# HW3 Notebook

## Submission instructions
- **Publication Date: 5/1.**
- **Submission Date: 22/1**.
- **Submission in groups of up to 2 students (individually or in pairs).** 
- **Submission on the course website, in zip format including this directory with the relevant output, specifically:** 
  - the source files.
  - this notebook (run_hw3.ipynb) after executing all the cells. 
  - output files of queued jobs that might be created during the execution. 
  
- **Pay attention to keeping the timers wrapping the same work as the provided codes give.**


### Fill the name and ID of the submitters:
#### Student Name: Yosef Goren Stdudent ID: 211515606

#### Student Name: Konstantin Kishinevsky Stdudent ID: 

**Note:** If you submit in pairs, it is sufficient that only single student submit the assaignment on the course website. \
Remove one line if submitted individually, or keep it empty.

# Part 1: Vectorization and Compiler Optimizaiton
**In this section you are required to work on a CPU node with Intel® Xeon® Scalable 6128 processors.** \
**Instruction Set Extension for this processor: Intel® SSE4.2, Intel® AVX, Intel® AVX2, Intel® AVX-512.** \
To submit a job to such a node, we use: \
```qsub -l nodes=1:gold6128:ppn=2``` (we ask for allocation of 1 compute node with the property of 'gold6128'). 


## Problem 1: PI computation with icc optimizations (30 points)

In [None]:
import os
os.chdir(os.path.expanduser('~')+'/HW3/icc_optimizaitons')
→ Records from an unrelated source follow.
//! Class membership of entities.
//!
//! Membership changes run in their own transaction while holding the
//! class's node lock, so the stored instance count always matches the
//! number of instance edges.

use crate::edges::MetaEdge;
use crate::error::{SchemaError, SchemaResult};
use crate::id::{ClassId, NodeKind};
use crate::model::{keys, MetaModel, Schema};
use ontic_core::{Direction, NodeId, Value};
use tracing::debug;

impl MetaModel {
    /// Make `entity` a direct instance of `class`. Returns false if it
    /// already was one.
    ///
    /// Must not be called while the calling thread holds a [`MetaTx`](crate::MetaTx).
    pub fn add_instance(&self, class: ClassId, entity: NodeId) -> SchemaResult<bool> {
        let _lock = self.graph().lock(class.node());
        let mut tx = self.begin();
        let schema = tx.schema();
        let count = schema.instance_count(class)?;
        schema.expect_kind(entity, NodeKind::Entity)?;
        if schema.has_link(entity, MetaEdge::InstanceOf, class.node()) {
            return Ok(false);
        }

        tx.link(entity, MetaEdge::InstanceOf, class.node())?;
        tx.put(class.node(), keys::INSTANCE_COUNT, Some(Value::Int(count as i64 + 1)))?;
        tx.commit();
        debug!(%class, %entity, count = count + 1, "instance added");
        Ok(true)
    }

    /// Remove `entity` from the direct instances of `class`.
    pub fn remove_instance(&self, class: ClassId, entity: NodeId) -> SchemaResult<()> {
        let _lock = self.graph().lock(class.node());
        let mut tx = self.begin();
        let schema = tx.schema();
        let count = schema.instance_count(class)?;
        if !schema.has_link(entity, MetaEdge::InstanceOf, class.node()) {
            return Err(SchemaError::not_found(format!(
                "{} is not an instance of {}",
                entity, class
            )));
        }

        tx.unlink(entity, MetaEdge::InstanceOf, class.node())?;
        let remaining = count.saturating_sub(1);
        tx.put(class.node(), keys::INSTANCE_COUNT, Some(Value::Int(remaining as i64)))?;
        tx.commit();
        debug!(%class, %entity, count = remaining, "instance removed");
        Ok(())
    }
}

impl<'a> Schema<'a> {
    /// Number of direct instances of a class.
    pub fn instance_count(self, class: ClassId) -> SchemaResult<u64> {
        self.check(class)?;
        let count = self
            .store
            .get_int(class.node(), keys::INSTANCE_COUNT)?
            .unwrap_or(0);
        u64::try_from(count)
            .map_err(|_| SchemaError::illegal_state(format!("{} has negative instance count", class)))
    }

    /// Returns true if `entity` is an instance of `class` or of one of its
    /// subclasses.
    pub fn is_instance_of(self, entity: NodeId, class: ClassId) -> SchemaResult<bool> {
        self.check(class)?;
        for direct in self.neighbors(entity, MetaEdge::InstanceOf, Direction::Outgoing) {
            let direct = ClassId::from_node(direct);
            if direct == class || self.is_subtype_of(direct, class)? {
                return Ok(true);
            }
        }
        Ok(false)
    }

    /// Direct instances of a class in insertion order.
    pub fn direct_instances(self, class: ClassId) -> SchemaResult<Vec<NodeId>> {
        self.check(class)?;
        Ok(self.neighbors(class.node(), MetaEdge::InstanceOf, Direction::Incoming))
    }

    /// Instances of a class and of all its subclasses.
    pub fn all_instances(self, class: ClassId) -> SchemaResult<Vec<NodeId>> {
        self.check(class)?;
        self.walk(
            class.node(),
            &[
                (MetaEdge::InstanceOf, Direction::Incoming),
                (MetaEdge::SubclassOf, Direction::Incoming),
            ],
            |pos| pos.is_start() || self.arrived(pos, MetaEdge::SubclassOf, Direction::Incoming),
            |pos| self.arrived(pos, MetaEdge::InstanceOf, Direction::Incoming),
        )
    }

    /// Classes an entity is a direct instance of.
    pub fn classes_of(self, entity: NodeId) -> Vec<ClassId> {
        self.neighbors(entity, MetaEdge::InstanceOf, Direction::Outgoing)
            .into_iter()
            .map(ClassId::from_node)
            .collect()
    }
}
**Compile the code using icc without any optimizations (-O0) and execute the code:**

In [None]:
! chmod 755 ../q-cpu; chmod 755 no_opt.sh;if [ -x "$(command -v qsub)" ]; then ./../q-cpu no_opt.sh; else ./no_opt.sh; fi

Report the execution time:

**Compile the code using icc with the default optimization level (-O2):**

In [None]:
! chmod 755 ../q-cpu; chmod 755 default_opt.sh;if [ -x "$(command -v qsub)" ]; then ./../q-cpu default_opt.sh; else ./default_opt.sh; fi

Report the execution time:

What optimizations were enabled?
Was the main loop of the code **vectorized**? Explain. (use the compiler reports)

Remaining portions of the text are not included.